Fall detection with a nonintrusive and first-person vision approach
Published:
Falls have been widely recognized as one of the most dangerous incidents for the elderly and other people with mobility limitations. This problem has attracted wide scientific interest, which has led to several investigations based on nonvision wearable sensors and static cameras. We investigate the challenge of fall detection and recognition using egocentric wearable cameras, which, besides portability and affordability, capture visual information that can be further leveraged for a broad set of lifelogging applications. In this work, five volunteers were equipped with two cameras each, one attached to the neck and the other to the waist. They were asked to simulate four kinds of falls and nine types of nonfalls.
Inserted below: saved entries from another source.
// SPDX-License-Identifier: Apache-2.0 OR MIT
// Copyright (c) 2025-2026 naskel.com

//! Identifiers shared by provider and consumer.

use serde::{Deserialize, Serialize};
use std::fmt;
use std::str::FromStr;
use uuid::Uuid;

/// Message ids at or below this value are control codes and never tracked.
pub const RESERVED_MESSAGE_ID: u64 = 10;

macro_rules! device_id {
    ($(#[$meta:meta])* $name:ident) => {
        $(#[$meta])*
        #[derive(Debug, Clone, Copy, PartialEq, Eq, Hash, PartialOrd, Ord, Serialize, Deserialize)]
        #[serde(transparent)]
        pub struct $name(Uuid);

        impl $name {
            /// Generate a fresh random identifier.
            #[must_use]
            pub fn random() -> Self {
                Self(Uuid::new_v4())
            }

            #[must_use]
            pub const fn from_uuid(uuid: Uuid) -> Self {
                Self(uuid)
            }

            #[must_use]
            pub fn as_uuid(&self) -> &Uuid {
                &self.0
            }

            /// The all-zero id is never a valid device.
            #[must_use]
            pub fn is_nil(&self) -> bool {
                self.0.is_nil()
            }
        }

        impl fmt::Display for $name {
            fn fmt(&self, f: &mut fmt::Formatter<'_>) -> fmt::Result {
                write!(f, "{}", self.0.hyphenated())
            }
        }

        impl FromStr for $name {
            type Err = crate::Error;

            fn from_str(s: &str) -> Result<Self, Self::Err> {
                let uuid = Uuid::parse_str(s.trim()).map_err(|e| {
                    crate::Error::InvalidArgument(format!(
                        "{} '{}': {}",
                        stringify!($name),
                        s,
                        e
                    ))
                })?;
                Ok(Self(uuid))
            }
        }
    };
}

device_id!(
    /// Identity of a subscribing device.
    ConsumerId
);

device_id!(
    /// Identity of a publishing device.
    ProviderId
);

/// Notification message identifier.
#[derive(Debug, Clone, Copy, PartialEq, Eq, Hash, PartialOrd, Ord, Default, Serialize, Deserialize)]
#[serde(transparent)]
pub struct MessageId(pub u64);

impl MessageId {
    /// Control codes and other reserved ids.
    #[inline]
    #[must_use]
    pub fn is_reserved(self) -> bool {
        self.0 <= RESERVED_MESSAGE_ID
    }
}

impl fmt::Display for MessageId {
    fn fmt(&self, f: &mut fmt::Formatter<'_>) -> fmt::Result {
        write!(f, "{}", self.0)
    }
}

impl From<u64> for MessageId {
    fn from(value: u64) -> Self {
        Self(value)
    }
}

/// Provider-assigned delivery handle (observation id). Zero means unset.
#[derive(Debug, Clone, Copy, PartialEq, Eq, Hash, PartialOrd, Ord, Default, Serialize, Deserialize)]
#[serde(transparent)]
pub struct ChannelId(pub u32);

impl ChannelId {
    pub const NONE: ChannelId = ChannelId(0);

    #[inline]
    #[must_use]
    pub fn is_set(self) -> bool {
        self.0 != 0
    }
}

impl fmt::Display for ChannelId {
    fn fmt(&self, f: &mut fmt::Formatter<'_>) -> fmt::Result {
        write!(f, "{}", self.0)
    }
}

impl From<u32> for ChannelId {
    fn from(value: u32) -> Self {
        Self(value)
    }
}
The newly collected dataset consists of 5858 short video clips, which we make available online. The proposed approach is a late fusion methodology that combines spatial and motion descriptors along with deep features extracted by a pretrained convolutional neural network. For the spatial and deep features, we consider the similarity of such features between frames in regular intervals of a given time window. In this way, it is the transition between such frames that are encoded in our approach, while the actual scene content does not play a role. We design several experiments to investigate the best camera location and performance for indoor and outdoor activities and employ leave-one-subject-out cross-validation to test the generalization ability of our approach. For the fall detection (i.e., two-class) problem, our approach achieves 91.8% accuracy, 93.6% sensitivity, and 89.2% specificity.